[Start of section]

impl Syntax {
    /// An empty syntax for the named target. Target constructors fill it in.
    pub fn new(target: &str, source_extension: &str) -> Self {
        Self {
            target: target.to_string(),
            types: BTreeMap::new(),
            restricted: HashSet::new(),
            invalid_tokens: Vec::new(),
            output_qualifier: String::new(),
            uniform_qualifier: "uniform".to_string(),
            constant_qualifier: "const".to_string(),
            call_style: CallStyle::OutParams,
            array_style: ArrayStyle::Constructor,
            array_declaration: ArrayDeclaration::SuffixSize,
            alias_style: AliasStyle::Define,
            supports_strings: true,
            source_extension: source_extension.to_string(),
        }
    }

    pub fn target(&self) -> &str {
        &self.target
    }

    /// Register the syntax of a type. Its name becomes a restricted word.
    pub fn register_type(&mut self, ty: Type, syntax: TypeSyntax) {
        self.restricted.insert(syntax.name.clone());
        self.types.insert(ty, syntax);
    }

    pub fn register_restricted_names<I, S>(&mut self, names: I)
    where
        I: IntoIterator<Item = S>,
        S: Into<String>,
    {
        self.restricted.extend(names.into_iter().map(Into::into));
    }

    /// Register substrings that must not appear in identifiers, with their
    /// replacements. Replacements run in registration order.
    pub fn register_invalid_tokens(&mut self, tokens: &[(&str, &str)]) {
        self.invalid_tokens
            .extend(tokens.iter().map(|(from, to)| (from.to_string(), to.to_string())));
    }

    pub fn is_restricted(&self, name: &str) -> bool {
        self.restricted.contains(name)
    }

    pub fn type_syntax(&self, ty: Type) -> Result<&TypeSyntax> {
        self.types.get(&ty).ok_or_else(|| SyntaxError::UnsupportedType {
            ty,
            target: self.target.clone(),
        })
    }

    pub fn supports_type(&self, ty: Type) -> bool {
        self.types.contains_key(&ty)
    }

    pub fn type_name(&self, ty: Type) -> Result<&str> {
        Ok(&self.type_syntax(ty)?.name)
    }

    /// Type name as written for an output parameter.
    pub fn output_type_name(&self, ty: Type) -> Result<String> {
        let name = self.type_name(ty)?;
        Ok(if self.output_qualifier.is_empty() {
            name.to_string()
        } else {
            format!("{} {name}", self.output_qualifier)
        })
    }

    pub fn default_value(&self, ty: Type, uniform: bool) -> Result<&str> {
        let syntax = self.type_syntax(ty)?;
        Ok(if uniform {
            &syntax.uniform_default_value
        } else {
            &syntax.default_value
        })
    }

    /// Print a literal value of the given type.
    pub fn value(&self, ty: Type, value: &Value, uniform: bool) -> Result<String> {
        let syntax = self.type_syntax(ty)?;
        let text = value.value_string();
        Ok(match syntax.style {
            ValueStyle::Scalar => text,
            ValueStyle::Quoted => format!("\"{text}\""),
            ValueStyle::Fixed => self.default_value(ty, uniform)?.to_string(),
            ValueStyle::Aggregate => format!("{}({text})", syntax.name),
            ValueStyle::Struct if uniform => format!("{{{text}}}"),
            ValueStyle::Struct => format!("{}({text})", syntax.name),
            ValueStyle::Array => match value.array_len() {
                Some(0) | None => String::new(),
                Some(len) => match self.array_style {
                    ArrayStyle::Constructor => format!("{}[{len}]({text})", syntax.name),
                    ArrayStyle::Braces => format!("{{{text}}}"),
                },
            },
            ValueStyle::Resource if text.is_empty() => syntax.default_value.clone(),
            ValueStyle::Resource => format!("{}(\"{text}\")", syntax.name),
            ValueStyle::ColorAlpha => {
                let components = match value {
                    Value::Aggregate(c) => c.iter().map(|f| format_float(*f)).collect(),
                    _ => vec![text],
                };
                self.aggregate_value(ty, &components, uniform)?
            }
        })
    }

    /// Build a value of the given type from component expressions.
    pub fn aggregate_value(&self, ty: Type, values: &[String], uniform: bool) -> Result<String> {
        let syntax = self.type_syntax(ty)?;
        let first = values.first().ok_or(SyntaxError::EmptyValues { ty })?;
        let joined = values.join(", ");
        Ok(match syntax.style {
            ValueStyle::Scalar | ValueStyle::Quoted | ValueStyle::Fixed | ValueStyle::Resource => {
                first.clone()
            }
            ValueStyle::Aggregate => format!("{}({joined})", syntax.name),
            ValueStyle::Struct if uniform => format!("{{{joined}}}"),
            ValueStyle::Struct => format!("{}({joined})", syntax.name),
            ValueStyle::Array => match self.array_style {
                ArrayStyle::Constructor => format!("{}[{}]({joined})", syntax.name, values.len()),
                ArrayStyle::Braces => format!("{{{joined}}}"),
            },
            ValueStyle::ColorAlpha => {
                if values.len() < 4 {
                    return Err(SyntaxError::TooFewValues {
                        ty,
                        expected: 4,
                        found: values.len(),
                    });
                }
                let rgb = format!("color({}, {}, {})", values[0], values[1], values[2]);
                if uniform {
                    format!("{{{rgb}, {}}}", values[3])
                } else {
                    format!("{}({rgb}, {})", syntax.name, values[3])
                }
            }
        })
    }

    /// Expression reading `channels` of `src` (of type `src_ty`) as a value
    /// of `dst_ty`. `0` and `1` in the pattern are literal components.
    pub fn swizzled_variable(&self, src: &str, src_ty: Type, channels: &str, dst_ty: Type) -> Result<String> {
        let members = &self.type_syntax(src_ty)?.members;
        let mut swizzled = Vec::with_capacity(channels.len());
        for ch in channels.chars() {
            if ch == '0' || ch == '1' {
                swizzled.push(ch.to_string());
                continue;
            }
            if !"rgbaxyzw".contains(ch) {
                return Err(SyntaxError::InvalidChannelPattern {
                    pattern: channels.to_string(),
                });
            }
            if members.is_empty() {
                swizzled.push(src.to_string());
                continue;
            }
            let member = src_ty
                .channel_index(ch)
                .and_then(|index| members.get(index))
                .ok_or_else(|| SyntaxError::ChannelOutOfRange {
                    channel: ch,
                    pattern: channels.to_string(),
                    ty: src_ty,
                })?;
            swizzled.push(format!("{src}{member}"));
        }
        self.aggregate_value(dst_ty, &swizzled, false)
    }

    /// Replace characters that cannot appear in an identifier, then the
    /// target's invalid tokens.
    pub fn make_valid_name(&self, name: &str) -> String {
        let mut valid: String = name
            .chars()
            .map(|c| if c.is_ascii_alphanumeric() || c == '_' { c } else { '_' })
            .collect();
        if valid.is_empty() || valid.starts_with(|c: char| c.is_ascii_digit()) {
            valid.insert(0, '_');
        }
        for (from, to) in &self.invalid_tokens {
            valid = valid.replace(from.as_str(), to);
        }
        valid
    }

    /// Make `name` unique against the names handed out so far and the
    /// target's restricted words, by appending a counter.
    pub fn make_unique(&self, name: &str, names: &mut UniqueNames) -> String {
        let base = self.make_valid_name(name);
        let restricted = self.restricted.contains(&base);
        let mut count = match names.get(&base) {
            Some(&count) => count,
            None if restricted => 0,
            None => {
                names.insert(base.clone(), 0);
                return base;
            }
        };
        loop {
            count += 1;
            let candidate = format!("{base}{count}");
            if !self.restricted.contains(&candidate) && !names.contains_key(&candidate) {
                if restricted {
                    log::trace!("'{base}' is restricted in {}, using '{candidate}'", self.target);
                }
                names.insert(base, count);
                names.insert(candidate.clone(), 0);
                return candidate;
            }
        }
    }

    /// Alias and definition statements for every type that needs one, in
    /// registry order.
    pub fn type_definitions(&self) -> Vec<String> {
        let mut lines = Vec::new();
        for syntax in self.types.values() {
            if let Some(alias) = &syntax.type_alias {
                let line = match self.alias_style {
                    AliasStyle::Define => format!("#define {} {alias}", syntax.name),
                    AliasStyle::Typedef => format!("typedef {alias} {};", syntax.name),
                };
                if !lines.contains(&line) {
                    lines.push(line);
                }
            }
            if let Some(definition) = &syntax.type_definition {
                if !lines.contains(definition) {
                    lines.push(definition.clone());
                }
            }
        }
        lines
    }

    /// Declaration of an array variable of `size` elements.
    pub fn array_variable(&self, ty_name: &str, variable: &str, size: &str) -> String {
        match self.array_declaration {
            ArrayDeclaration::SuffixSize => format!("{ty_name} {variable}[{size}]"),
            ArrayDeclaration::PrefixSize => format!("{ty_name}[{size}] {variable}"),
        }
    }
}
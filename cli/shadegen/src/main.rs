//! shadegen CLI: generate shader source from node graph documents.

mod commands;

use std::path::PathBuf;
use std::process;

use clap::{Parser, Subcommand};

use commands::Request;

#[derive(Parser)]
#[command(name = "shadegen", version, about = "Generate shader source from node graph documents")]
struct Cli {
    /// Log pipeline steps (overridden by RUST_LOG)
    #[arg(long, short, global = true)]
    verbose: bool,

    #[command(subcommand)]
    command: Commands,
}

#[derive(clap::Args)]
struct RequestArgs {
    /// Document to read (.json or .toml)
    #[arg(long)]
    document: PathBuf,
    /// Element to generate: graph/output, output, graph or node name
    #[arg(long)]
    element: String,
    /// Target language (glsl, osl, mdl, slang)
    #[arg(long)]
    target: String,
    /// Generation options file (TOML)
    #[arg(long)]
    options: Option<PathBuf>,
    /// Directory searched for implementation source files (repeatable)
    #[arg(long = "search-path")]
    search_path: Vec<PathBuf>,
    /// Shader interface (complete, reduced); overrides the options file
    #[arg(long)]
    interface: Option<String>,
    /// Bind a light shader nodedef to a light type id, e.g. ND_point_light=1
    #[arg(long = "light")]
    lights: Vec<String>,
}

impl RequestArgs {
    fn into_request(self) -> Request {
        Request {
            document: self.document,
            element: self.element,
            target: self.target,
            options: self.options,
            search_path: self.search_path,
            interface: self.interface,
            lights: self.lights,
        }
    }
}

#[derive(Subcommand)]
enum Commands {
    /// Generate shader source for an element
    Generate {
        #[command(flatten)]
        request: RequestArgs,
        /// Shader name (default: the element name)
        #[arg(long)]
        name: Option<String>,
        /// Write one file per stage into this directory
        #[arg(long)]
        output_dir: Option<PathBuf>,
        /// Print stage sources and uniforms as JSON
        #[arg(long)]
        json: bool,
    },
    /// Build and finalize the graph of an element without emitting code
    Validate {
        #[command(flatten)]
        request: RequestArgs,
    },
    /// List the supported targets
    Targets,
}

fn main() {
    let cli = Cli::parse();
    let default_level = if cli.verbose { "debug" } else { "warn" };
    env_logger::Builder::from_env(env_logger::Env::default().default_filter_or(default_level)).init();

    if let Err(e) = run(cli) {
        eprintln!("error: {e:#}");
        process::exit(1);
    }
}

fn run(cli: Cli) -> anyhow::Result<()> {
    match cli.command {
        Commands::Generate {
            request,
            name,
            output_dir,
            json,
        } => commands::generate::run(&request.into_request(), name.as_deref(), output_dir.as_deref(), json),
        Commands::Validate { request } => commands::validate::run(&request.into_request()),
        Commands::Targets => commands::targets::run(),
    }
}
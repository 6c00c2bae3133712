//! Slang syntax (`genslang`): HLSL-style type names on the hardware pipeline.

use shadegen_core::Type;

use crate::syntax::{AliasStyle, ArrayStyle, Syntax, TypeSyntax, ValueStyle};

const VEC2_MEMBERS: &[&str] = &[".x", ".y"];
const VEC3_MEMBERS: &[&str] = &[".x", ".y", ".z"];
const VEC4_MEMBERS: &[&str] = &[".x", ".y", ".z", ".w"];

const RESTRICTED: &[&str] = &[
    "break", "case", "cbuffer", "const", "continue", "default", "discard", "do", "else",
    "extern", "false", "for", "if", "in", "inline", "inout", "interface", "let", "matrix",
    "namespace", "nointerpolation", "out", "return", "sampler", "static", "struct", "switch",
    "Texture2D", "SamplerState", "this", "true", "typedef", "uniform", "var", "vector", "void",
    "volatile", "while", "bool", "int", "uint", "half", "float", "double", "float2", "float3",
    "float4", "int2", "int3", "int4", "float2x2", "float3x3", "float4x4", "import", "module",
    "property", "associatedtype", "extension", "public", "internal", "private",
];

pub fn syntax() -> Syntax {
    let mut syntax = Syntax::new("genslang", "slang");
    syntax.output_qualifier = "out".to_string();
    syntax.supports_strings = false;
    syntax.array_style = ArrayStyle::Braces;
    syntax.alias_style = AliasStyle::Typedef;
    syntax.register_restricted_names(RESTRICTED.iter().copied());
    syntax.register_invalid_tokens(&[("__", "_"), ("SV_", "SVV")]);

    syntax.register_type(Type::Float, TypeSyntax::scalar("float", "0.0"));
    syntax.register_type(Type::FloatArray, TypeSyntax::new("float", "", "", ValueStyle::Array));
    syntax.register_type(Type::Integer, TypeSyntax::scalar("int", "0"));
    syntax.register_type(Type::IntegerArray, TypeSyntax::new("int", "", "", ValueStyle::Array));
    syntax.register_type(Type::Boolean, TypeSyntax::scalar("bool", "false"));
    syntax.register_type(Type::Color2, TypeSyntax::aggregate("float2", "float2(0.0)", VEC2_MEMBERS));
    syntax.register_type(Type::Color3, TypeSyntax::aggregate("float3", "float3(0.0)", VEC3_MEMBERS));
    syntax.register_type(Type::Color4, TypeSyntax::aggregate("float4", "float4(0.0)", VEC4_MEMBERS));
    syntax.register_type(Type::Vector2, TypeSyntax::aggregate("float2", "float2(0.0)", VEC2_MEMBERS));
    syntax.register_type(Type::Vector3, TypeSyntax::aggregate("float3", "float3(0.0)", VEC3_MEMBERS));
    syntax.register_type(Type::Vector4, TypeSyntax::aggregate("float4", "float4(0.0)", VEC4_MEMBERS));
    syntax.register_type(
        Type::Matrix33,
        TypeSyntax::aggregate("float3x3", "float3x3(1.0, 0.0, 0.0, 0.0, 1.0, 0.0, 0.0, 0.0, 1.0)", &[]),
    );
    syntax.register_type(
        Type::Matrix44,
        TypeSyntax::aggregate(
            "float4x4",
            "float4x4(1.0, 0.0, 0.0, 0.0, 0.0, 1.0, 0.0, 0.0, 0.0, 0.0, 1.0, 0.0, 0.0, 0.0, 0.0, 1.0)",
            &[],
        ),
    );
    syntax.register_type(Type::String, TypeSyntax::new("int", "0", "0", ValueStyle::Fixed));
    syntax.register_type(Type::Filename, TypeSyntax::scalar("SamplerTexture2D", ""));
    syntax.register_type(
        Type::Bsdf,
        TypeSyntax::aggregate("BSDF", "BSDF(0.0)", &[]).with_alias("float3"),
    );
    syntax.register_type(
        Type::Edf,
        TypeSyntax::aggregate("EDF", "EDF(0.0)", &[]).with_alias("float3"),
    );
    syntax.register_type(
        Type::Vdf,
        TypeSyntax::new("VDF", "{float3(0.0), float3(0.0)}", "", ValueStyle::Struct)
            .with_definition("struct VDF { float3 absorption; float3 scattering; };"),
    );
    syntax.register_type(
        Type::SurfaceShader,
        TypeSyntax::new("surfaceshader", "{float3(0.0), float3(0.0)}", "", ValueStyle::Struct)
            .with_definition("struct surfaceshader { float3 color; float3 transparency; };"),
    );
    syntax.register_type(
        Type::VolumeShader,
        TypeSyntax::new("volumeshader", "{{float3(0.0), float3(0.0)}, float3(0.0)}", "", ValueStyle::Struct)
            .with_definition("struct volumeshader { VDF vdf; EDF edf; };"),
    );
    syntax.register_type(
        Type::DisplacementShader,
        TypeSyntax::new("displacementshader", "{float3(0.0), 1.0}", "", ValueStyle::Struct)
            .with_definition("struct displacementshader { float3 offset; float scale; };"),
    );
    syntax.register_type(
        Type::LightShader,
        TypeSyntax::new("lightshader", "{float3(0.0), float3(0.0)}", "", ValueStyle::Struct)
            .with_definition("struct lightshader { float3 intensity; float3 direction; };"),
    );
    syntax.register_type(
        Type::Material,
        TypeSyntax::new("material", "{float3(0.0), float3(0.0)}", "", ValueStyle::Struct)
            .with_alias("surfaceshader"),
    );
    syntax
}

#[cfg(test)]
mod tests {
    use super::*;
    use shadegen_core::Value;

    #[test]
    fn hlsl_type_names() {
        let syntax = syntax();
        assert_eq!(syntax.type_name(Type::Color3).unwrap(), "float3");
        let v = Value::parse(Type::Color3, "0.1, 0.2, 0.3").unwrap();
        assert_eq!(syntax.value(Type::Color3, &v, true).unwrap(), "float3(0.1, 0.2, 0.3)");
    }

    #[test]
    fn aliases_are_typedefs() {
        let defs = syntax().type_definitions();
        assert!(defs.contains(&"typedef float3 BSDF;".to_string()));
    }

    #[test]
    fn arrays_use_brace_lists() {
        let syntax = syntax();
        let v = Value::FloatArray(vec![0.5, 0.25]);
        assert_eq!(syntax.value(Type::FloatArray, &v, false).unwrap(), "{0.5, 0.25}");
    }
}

[End of section]

* _TASK DESCRIPTION_:
Among the lines of the listing above, count those that include "PathBuf" and give only the total.

* _OUTPUT_:
5